Two brothers who disturbed a colony of Britain’s rarest seabird when they went on Coquet Island in the breeding season will be sentenced tomorrow.
The maximum fine is £5,000 per bird affected, so Derwick and Leslie Ramsey, of nearby Amble, could theoretically be told to pay up to £710,000 each.
After the case, RSPB senior investigations officer Mark Thomas said globally threatened roseate terns were the rarest bird in the North East. It would not be known until the colony flew back from its winter home in Africa if these two incidents last summer had done lasting damage to the ‘fragile’ population.
Derwick Ramsey denied disturbing the terns, but the case was found proved by magistrates at Bedlington last Thursday. He told the court the birds had been alarmed by a warden shouting at him.

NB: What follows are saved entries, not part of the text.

// src/engine/mod.rs

//! Orchestration engine for codeloom.
//!
//! This module ties together:
//! - decomposition (or the single-subtask fallback for trivial tasks)
//! - draft resolution into a DAG
//! - backend routing and critical-path analysis
//! - the bounded-parallel execution loop in [`runtime`]
//! - progressive synthesis of the final artifact
//!
//! An [`Engine`] is a plain value with its collaborators injected through
//! [`EngineBuilder`]; independent engines never share state, so parallel runs
//! (and parallel tests) cannot interfere with each other.

pub mod context;
pub mod report;
pub mod runtime;

use std::collections::HashMap;
use std::sync::Arc;

use serde::Serialize;
use tokio::sync::watch;
use tracing::{debug, info, warn};

use crate::dag::critical_path::analyse;
use crate::dag::resolve::{DroppedEdge, resolve};
use crate::dag::subtask::{DraftSubtask, SubtaskId};
use crate::decompose::{ComplexityEstimate, ComplexityEstimator, Decomposer, HeuristicEstimator};
use crate::errors::{CodeloomError, Result};
use crate::exec::backend::Backend;
use crate::exec::backoff::RateGate;
use crate::progress::ProgressSink;
use crate::route::catalog::{BackendCatalog, BackendDescriptor};
use crate::route::router::{Assignment, route_graph};
use crate::snippets::SnippetLookup;
use crate::synth::synthesize;
use crate::types::RunOptions;

use runtime::ExecutionEnv;

pub use report::TaskReport;

/// Tasks estimated below this overall complexity skip decomposition and run
/// as a single subtask.
const DECOMPOSE_THRESHOLD: f64 = 0.2;

/// The run coordinator. Construct one with [`Engine::builder`].
pub struct Engine {
    catalog: BackendCatalog,
    backends: HashMap<String, Arc<dyn Backend>>,
    decomposer: Option<Arc<dyn Decomposer>>,
    estimator: Arc<dyn ComplexityEstimator>,
    snippets: Option<Arc<dyn SnippetLookup>>,
    progress: Option<Arc<dyn ProgressSink>>,
    options: RunOptions,
    gate: Arc<RateGate>,
}

impl Engine {
    pub fn builder() -> EngineBuilder {
        EngineBuilder::new()
    }

    pub fn options(&self) -> &RunOptions {
        &self.options
    }

    /// Decompose and run a free-form task description.
    pub async fn run_task(&self, task_text: &str) -> Result<TaskReport> {
        let (_cancel_tx, cancel_rx) = watch::channel(false);
        self.run_task_with_cancel(task_text, cancel_rx).await
    }

    /// Like [`run_task`](Engine::run_task), stopping early when `cancel`
    /// flips to `true`. In-flight backend calls receive the signal; subtasks
    /// not yet dispatched never start. A cancelled run returns
    /// [`CodeloomError::Cancelled`] carrying the partial report.
    pub async fn run_task_with_cancel(
        &self,
        task_text: &str,
        cancel: watch::Receiver<bool>,
    ) -> Result<TaskReport> {
        let estimate = self.estimator.estimate(task_text);
        debug!(overall = estimate.overall, "task complexity estimated");

        let drafts = if estimate.overall < DECOMPOSE_THRESHOLD {
            info!(
                overall = estimate.overall,
                "task below decomposition threshold; running as a single subtask"
            );
            vec![single_draft(task_text, &estimate)]
        } else if let Some(decomposer) = &self.decomposer {
            match decomposer
                .decompose(task_text.to_string(), cancel.clone())
                .await
            {
                Ok(drafts) if !drafts.is_empty() => drafts,
                Ok(_) => {
                    warn!("decomposer returned no subtasks; running as a single subtask");
                    vec![single_draft(task_text, &estimate)]
                }
                Err(err) => {
                    warn!(error = %err, "decomposition failed; running as a single subtask");
                    vec![single_draft(task_text, &estimate)]
                }
            }
        } else {
            debug!("no decomposer wired; running as a single subtask");
            vec![single_draft(task_text, &estimate)]
        };

        self.run_drafts(drafts, task_text, cancel).await
    }

    /// Run an already-drafted subtask list, skipping decomposition.
    pub async fn run_plan(&self, drafts: Vec<DraftSubtask>, task_text: &str) -> Result<TaskReport> {
        let (_cancel_tx, cancel_rx) = watch::channel(false);
        self.run_plan_with_cancel(drafts, task_text, cancel_rx).await
    }

    pub async fn run_plan_with_cancel(
        &self,
        mut drafts: Vec<DraftSubtask>,
        task_text: &str,
        cancel: watch::Receiver<bool>,
    ) -> Result<TaskReport> {
        if drafts.is_empty() {
            warn!("plan contains no subtasks; running the task description as one subtask");
            let estimate = self.estimator.estimate(task_text);
            drafts = vec![single_draft(task_text, &estimate)];
        }
        self.run_drafts(drafts, task_text, cancel).await
    }

    /// Resolve and route a draft list without executing anything.
    pub fn preview(&self, drafts: Vec<DraftSubtask>) -> RunPreview {
        let (graph, resolution) = resolve(drafts);
        let routing = route_graph(&graph, &self.catalog, self.options.prefer_low_cost);
        let analysis = analyse(&graph);

        let execution_order: Vec<SubtaskId> = graph.topological_order().to_vec();
        let assignments = execution_order
            .iter()
            .filter_map(|id| routing.get(id).cloned())
            .collect();

        RunPreview {
            subtask_count: graph.len(),
            execution_order,
            assignments,
            critical_path: analysis.critical_path,
            estimated_cost: routing.estimated_cost(),
            dropped_edges: resolution.dropped,
        }
    }

    async fn run_drafts(
        &self,
        drafts: Vec<DraftSubtask>,
        task_text: &str,
        cancel: watch::Receiver<bool>,
    ) -> Result<TaskReport> {
        let (graph, resolution) = resolve(drafts);
        let routing = route_graph(&graph, &self.catalog, self.options.prefer_low_cost);
        let analysis = analyse(&graph);

        info!(
            subtasks = graph.len(),
            dropped_edges = resolution.dropped.len(),
            estimated_cost = routing.estimated_cost(),
            "plan resolved"
        );

        let records = runtime::execute(ExecutionEnv {
            graph: &graph,
            routing: &routing,
            analysis: &analysis,
            catalog: &self.catalog,
            backends: &self.backends,
            gate: Arc::clone(&self.gate),
            snippets: self.snippets.clone(),
            progress: self.progress.clone(),
            task_text,
            options: self.options.clone(),
            cancel: cancel.clone(),
        })
        .await;

        let outcome = synthesize(&graph, &records);
        let report = TaskReport {
            final_artifact: outcome.artifact,
            records,
            critical_path: analysis.critical_path,
            estimated_cost: routing.estimated_cost(),
            dropped_edges: resolution.dropped,
            synthesis: outcome.summary,
        };

        if *cancel.borrow() {
            info!("run cancelled; returning partial report");
            return Err(CodeloomError::Cancelled(Box::new(report)));
        }
        if !report.any_succeeded() {
            warn!("every subtask failed");
            return Err(CodeloomError::AllSubtasksFailed(Box::new(report)));
        }
        Ok(report)
    }
}

fn single_draft(task_text: &str, estimate: &ComplexityEstimate) -> DraftSubtask {
    let mut draft = DraftSubtask::new("task", task_text);
    draft.complexity = estimate.overall;
    draft
}

/// What a run would do, for dry runs: the resolved order, assignments and
/// cost, with nothing executed.
#[derive(Debug, Clone, Serialize)]
pub struct RunPreview {
    pub subtask_count: usize,
    pub execution_order: Vec<SubtaskId>,
    pub assignments: Vec<Assignment>,
    pub critical_path: Vec<SubtaskId>,
    pub estimated_cost: f64,
    pub dropped_edges: Vec<DroppedEdge>,
}

/// Builder wiring an [`Engine`]'s collaborators.
///
/// Backends register as descriptor + implementation pairs so the catalog and
/// the dispatch table cannot drift apart. The estimator defaults to
/// [`HeuristicEstimator`]; everything else is optional.
pub struct EngineBuilder {
    catalog: BackendCatalog,
    backends: HashMap<String, Arc<dyn Backend>>,
    decomposer: Option<Arc<dyn Decomposer>>,
    estimator: Arc<dyn ComplexityEstimator>,
    snippets: Option<Arc<dyn SnippetLookup>>,
    progress: Option<Arc<dyn ProgressSink>>,
    options: RunOptions,
}

impl Default for EngineBuilder {
    fn default() -> Self {
        Self::new()
    }
}

impl EngineBuilder {
    pub fn new() -> Self {
        Self {
            catalog: BackendCatalog::default(),
            backends: HashMap::new(),
            decomposer: None,
            estimator: Arc::new(HeuristicEstimator),
            snippets: None,
            progress: None,
            options: RunOptions::default(),
        }
    }

    pub fn backend(
        mut self,
        descriptor: BackendDescriptor,
        implementation: Arc<dyn Backend>,
    ) -> Self {
        if implementation.id() != descriptor.id {
            warn!(
                descriptor = %descriptor.id,
                implementation = %implementation.id(),
                "backend implementation id differs from its descriptor; using the descriptor id"
            );
        }
        self.backends.insert(descriptor.id.clone(), implementation);
        self.catalog.push(descriptor);
        self
    }

    pub fn decomposer(mut self, decomposer: Arc<dyn Decomposer>) -> Self {
        self.decomposer = Some(decomposer);
        self
    }

    pub fn estimator(mut self, estimator: Arc<dyn ComplexityEstimator>) -> Self {
        self.estimator = estimator;
        self
    }

    pub fn snippets(mut self, snippets: Arc<dyn SnippetLookup>) -> Self {
        self.snippets = Some(snippets);
        self
    }

    pub fn progress(mut self, progress: Arc<dyn ProgressSink>) -> Self {
        self.progress = Some(progress);
        self
    }

    pub fn options(mut self, options: RunOptions) -> Self {
        self.options = options;
        self
    }

    pub fn build(self) -> Result<Engine> {
        if self.catalog.is_empty() {
            return Err(CodeloomError::EmptyCatalog);
        }
        for descriptor in self.catalog.iter() {
            if !self.backends.contains_key(&descriptor.id) {
                return Err(CodeloomError::BackendNotRegistered(descriptor.id.clone()));
            }
        }

        Ok(Engine {
            catalog: self.catalog,
            backends: self.backends,
            decomposer: self.decomposer,
            estimator: self.estimator,
            snippets: self.snippets,
            progress: self.progress,
            options: self.options.sanitised(),
            gate: Arc::new(RateGate::new()),
        })
    }
}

He said that after landing in his boat, he had been told by RSPB staff how vital it was to leave the breeding birds in peace and so he had stayed in the water until the tide allowed him to sail home.
But the prosecution said he had caused a ‘domino effect’ of alarm as he made a complete circuit of the island.
He had landed at the bird sanctuary without permission last July 20 to pick winkles to sell. His children wanted pocket money to go to the planned Jessie J concert at Alnwick, he said.
In summer, the island is home to the country’s only breeding colony of the extremely rare roseate tern. There were 71 pairs last year.
Leslie, 41, of Charles Road, admitted disturbing the terns two days later when he went to collect winkles. He said his brother had told him nothing of the first incident and both denied knowledge of the ban on visitors to the sanctuary.
He and Derwick, 42, of Dandsfield Square, were both cleared of having boats capable of being used for a Wildlife and Countryside Act offence. If convicted, they could have had their boats confiscated. The bench said it was clear their only purpose had been to collect winkles.
Barry Row, defending both brothers, said the boats could no more be legally linked to any offence than could wearing socks.
Jonathan Moore, prosecuting, said Derwick had been reckless after being warned by wardens how to avoid disturbing the nervous terns.
He said the warden being accused of causing the alarm had been described by Derwick in interview as ‘muttering’ rather than shouting.
Magistrates adjourned sentence for probation reports. Mr Thomas said after the case that the RSPB was working with Natural England and island owner the Duke of Northumberland to protect the birds and increase their numbers, so incidents like this were unhelpful.
“We are pleased that the case has been won and regardless of sentence, it reinforces the message that you cannot land on Coquet Island.”